Stored data:
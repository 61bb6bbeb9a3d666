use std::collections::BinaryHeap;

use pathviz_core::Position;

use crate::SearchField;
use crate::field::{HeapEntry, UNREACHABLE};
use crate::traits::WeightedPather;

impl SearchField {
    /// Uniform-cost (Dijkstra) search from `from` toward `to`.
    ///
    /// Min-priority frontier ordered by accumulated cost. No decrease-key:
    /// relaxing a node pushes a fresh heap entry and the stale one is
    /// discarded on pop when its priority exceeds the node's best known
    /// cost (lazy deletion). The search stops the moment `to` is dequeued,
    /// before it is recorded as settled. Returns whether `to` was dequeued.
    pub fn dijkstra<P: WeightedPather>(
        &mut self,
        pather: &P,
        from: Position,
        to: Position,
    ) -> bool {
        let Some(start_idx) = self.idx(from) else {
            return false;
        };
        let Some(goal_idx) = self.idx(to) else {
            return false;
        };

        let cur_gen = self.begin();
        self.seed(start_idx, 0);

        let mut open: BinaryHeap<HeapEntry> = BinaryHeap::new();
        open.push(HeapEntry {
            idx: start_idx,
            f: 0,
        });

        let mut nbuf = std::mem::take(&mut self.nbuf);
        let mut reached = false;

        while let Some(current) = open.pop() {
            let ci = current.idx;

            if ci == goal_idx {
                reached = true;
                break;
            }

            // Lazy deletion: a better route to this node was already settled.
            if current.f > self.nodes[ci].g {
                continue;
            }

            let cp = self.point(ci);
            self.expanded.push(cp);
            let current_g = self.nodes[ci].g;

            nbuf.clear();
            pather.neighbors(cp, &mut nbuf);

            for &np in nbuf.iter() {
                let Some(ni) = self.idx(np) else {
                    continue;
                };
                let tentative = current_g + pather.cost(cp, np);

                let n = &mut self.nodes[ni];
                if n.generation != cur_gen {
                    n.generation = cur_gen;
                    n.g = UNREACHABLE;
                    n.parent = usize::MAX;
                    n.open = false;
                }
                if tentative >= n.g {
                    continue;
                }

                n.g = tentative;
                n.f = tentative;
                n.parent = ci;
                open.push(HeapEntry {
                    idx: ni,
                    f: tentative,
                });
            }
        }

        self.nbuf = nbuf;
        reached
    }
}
* * *
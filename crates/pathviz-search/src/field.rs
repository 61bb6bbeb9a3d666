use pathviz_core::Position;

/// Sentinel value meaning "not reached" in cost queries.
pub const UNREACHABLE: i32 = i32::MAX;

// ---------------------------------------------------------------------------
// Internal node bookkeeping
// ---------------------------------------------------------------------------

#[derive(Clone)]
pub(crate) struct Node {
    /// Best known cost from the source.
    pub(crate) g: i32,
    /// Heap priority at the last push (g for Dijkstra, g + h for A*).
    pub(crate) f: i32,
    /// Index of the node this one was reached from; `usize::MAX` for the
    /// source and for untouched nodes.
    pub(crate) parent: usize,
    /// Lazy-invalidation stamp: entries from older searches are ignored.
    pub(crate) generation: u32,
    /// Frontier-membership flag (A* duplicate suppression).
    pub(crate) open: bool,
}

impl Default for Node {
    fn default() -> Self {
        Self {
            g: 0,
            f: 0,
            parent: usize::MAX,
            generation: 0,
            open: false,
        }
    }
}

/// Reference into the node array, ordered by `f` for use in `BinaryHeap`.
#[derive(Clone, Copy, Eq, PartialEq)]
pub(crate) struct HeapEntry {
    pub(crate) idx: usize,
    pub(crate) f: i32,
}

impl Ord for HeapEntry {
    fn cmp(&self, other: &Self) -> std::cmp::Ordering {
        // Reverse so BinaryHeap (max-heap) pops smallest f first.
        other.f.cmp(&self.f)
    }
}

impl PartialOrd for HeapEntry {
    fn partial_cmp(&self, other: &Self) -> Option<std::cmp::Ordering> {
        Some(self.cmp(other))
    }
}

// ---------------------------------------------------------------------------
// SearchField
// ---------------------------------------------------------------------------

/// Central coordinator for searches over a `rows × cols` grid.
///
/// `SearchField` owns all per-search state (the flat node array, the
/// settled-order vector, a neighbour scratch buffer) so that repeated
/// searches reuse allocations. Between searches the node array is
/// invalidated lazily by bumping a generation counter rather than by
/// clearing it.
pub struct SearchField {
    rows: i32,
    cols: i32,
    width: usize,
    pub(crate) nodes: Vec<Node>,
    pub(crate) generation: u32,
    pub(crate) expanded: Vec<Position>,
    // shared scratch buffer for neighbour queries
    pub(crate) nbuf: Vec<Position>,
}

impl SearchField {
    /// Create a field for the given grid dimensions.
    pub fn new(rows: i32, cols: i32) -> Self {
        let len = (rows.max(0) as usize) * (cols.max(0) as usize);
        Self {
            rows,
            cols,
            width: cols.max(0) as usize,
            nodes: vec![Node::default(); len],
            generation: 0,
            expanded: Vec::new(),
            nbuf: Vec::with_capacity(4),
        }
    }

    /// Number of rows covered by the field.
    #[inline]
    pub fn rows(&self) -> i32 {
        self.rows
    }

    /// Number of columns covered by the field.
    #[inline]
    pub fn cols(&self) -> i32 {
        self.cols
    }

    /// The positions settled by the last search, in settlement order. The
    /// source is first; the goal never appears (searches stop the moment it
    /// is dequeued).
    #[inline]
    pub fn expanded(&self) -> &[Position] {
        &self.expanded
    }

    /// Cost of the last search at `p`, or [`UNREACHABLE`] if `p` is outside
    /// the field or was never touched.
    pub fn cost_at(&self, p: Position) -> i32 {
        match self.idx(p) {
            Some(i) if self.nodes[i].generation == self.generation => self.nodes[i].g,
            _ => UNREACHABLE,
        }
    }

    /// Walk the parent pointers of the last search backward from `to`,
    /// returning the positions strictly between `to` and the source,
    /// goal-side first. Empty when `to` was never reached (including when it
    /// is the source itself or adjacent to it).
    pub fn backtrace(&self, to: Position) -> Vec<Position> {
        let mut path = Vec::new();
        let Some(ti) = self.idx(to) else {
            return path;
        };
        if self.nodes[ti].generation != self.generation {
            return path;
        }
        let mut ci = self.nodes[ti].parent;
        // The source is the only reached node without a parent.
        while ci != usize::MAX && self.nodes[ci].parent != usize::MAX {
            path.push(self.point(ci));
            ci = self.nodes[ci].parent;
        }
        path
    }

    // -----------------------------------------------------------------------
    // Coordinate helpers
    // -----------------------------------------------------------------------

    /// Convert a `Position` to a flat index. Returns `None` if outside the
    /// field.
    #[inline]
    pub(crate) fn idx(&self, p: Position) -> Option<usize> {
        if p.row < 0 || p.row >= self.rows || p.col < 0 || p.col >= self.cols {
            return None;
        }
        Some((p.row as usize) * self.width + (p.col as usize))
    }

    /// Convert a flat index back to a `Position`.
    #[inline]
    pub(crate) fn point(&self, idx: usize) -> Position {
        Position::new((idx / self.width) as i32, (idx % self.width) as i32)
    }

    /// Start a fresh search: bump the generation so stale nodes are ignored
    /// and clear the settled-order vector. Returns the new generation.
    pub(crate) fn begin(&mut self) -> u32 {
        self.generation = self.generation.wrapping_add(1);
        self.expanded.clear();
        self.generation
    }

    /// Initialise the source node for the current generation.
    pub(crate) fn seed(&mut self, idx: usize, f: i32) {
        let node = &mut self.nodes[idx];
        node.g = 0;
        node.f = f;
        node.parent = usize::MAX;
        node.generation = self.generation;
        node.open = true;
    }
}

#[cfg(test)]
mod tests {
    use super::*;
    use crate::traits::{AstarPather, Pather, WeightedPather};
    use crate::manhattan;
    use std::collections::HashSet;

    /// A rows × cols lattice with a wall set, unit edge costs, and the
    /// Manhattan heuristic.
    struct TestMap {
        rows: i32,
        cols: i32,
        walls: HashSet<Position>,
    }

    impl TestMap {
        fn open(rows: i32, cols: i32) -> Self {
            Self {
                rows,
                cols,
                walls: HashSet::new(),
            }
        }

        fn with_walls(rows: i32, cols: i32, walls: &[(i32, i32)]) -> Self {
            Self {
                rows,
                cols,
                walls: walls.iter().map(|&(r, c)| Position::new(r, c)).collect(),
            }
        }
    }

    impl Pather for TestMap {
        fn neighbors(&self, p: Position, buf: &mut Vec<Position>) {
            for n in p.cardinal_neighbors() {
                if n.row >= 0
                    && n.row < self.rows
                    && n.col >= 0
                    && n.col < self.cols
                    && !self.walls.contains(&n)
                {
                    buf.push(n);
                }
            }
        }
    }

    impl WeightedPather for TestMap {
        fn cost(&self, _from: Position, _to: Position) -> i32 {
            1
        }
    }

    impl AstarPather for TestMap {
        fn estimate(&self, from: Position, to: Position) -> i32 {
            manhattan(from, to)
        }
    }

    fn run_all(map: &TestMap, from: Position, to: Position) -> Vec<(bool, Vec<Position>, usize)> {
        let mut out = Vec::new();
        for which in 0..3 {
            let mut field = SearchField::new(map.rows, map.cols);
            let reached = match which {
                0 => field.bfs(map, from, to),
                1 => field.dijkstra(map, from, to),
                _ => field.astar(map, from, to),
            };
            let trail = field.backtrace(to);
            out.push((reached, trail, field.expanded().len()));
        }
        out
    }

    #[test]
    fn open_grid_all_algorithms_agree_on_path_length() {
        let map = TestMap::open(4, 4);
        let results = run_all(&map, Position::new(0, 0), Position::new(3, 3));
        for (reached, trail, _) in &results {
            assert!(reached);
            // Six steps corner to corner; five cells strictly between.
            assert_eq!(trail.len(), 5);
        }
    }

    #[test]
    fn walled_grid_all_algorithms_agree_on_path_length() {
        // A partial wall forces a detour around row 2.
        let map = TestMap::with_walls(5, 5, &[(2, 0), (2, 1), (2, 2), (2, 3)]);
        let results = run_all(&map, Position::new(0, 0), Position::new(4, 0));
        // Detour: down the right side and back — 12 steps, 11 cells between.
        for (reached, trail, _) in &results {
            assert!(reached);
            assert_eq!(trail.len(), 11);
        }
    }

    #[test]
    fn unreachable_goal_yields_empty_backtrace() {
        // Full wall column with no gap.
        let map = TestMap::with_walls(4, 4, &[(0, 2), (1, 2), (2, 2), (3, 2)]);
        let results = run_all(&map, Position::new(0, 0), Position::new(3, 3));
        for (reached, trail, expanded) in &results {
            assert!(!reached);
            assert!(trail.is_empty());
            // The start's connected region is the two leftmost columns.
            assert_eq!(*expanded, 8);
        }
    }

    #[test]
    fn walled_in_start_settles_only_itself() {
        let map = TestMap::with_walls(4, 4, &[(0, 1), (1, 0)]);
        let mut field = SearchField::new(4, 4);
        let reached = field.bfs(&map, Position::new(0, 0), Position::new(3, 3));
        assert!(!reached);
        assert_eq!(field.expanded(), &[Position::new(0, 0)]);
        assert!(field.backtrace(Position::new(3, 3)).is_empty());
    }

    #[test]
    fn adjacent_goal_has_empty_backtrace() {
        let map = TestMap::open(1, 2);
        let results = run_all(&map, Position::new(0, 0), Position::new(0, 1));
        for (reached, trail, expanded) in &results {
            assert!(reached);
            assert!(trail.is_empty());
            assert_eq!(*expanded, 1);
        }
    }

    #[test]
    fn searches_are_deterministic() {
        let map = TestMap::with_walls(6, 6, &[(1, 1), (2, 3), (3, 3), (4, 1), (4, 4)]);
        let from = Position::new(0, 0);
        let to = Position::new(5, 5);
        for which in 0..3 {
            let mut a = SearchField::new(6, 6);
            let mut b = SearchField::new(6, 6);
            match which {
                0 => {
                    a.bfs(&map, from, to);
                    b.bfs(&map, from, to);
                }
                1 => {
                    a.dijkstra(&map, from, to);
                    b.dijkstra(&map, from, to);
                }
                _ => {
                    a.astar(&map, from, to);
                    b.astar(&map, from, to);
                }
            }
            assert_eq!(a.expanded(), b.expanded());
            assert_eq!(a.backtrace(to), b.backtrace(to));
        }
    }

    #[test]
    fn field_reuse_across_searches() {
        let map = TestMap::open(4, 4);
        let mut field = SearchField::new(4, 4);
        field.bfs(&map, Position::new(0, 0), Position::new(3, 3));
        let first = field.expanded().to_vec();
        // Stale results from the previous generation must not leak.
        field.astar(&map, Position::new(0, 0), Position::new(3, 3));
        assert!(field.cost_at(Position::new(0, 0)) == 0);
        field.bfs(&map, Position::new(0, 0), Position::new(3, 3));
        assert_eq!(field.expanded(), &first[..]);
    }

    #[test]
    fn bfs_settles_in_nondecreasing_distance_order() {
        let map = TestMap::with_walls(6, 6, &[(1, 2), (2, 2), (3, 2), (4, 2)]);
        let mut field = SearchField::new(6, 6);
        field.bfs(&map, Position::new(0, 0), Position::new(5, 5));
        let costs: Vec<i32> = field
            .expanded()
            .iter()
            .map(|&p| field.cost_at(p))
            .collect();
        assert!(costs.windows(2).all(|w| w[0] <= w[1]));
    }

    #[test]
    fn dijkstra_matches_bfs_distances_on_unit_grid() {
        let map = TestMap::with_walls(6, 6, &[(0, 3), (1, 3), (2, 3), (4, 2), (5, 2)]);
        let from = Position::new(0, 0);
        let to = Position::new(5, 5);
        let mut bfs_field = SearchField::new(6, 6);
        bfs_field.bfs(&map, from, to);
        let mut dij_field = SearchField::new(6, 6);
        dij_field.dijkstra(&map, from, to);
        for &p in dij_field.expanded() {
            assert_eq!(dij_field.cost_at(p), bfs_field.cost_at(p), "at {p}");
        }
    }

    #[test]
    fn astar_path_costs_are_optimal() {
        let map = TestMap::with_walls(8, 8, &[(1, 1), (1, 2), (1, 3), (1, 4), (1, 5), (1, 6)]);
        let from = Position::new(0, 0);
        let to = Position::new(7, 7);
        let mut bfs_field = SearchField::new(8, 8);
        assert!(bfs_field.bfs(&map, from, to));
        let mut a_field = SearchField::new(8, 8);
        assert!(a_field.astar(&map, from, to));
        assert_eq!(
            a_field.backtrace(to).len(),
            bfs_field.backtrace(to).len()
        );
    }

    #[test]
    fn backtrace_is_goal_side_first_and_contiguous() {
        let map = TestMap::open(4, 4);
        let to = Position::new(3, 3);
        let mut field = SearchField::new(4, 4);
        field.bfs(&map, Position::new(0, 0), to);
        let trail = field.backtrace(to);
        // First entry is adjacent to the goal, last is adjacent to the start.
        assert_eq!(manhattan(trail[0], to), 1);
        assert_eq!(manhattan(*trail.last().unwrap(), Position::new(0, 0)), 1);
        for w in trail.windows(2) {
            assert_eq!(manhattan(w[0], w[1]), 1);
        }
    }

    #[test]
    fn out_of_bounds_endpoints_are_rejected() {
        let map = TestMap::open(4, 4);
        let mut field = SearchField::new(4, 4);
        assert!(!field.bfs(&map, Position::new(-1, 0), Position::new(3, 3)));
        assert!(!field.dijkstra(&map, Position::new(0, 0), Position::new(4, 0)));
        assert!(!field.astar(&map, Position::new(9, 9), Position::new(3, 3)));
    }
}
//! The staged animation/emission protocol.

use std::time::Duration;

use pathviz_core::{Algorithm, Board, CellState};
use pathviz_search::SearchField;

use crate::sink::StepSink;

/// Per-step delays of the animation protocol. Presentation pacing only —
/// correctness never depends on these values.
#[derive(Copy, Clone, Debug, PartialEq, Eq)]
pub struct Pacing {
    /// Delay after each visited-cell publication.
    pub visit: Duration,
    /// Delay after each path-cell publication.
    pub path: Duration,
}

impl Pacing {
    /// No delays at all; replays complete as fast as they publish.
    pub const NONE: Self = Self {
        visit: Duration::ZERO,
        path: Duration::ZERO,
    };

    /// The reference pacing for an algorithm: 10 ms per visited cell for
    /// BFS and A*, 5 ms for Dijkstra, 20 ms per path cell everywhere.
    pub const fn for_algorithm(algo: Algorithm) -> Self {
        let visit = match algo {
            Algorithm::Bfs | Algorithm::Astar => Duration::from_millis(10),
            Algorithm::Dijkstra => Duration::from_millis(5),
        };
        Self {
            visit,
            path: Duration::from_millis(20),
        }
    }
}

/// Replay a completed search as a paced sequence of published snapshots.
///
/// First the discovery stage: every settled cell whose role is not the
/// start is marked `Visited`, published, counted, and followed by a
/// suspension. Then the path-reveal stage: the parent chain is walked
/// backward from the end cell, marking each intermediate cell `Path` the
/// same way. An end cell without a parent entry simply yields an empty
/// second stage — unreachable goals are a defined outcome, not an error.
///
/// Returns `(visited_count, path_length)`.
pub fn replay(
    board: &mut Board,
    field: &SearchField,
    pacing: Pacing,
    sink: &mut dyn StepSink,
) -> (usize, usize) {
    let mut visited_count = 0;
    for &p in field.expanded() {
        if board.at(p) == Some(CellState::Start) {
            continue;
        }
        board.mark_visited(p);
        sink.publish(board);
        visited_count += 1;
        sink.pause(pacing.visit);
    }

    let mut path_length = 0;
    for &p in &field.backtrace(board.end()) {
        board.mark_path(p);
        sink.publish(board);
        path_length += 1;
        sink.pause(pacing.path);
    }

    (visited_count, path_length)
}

WHAT YOU ARE ASKED TO DO: Look above for the line holding "staged animation/emission protocol." and the line holding "path cell everywhere.", then output exactly those two lines and every line between them, nothing more.

OUTPUT OF THE EXERCISE:
//! The staged animation/emission protocol.

use std::time::Duration;

use pathviz_core::{Algorithm, Board, CellState};
use pathviz_search::SearchField;

use crate::sink::StepSink;

/// Per-step delays of the animation protocol. Presentation pacing only —
/// correctness never depends on these values.
#[derive(Copy, Clone, Debug, PartialEq, Eq)]
pub struct Pacing {
    /// Delay after each visited-cell publication.
    pub visit: Duration,
    /// Delay after each path-cell publication.
    pub path: Duration,
}

impl Pacing {
    /// No delays at all; replays complete as fast as they publish.
    pub const NONE: Self = Self {
        visit: Duration::ZERO,
        path: Duration::ZERO,
    };

    /// The reference pacing for an algorithm: 10 ms per visited cell for
    /// BFS and A*, 5 ms for Dijkstra, 20 ms per path cell everywhere.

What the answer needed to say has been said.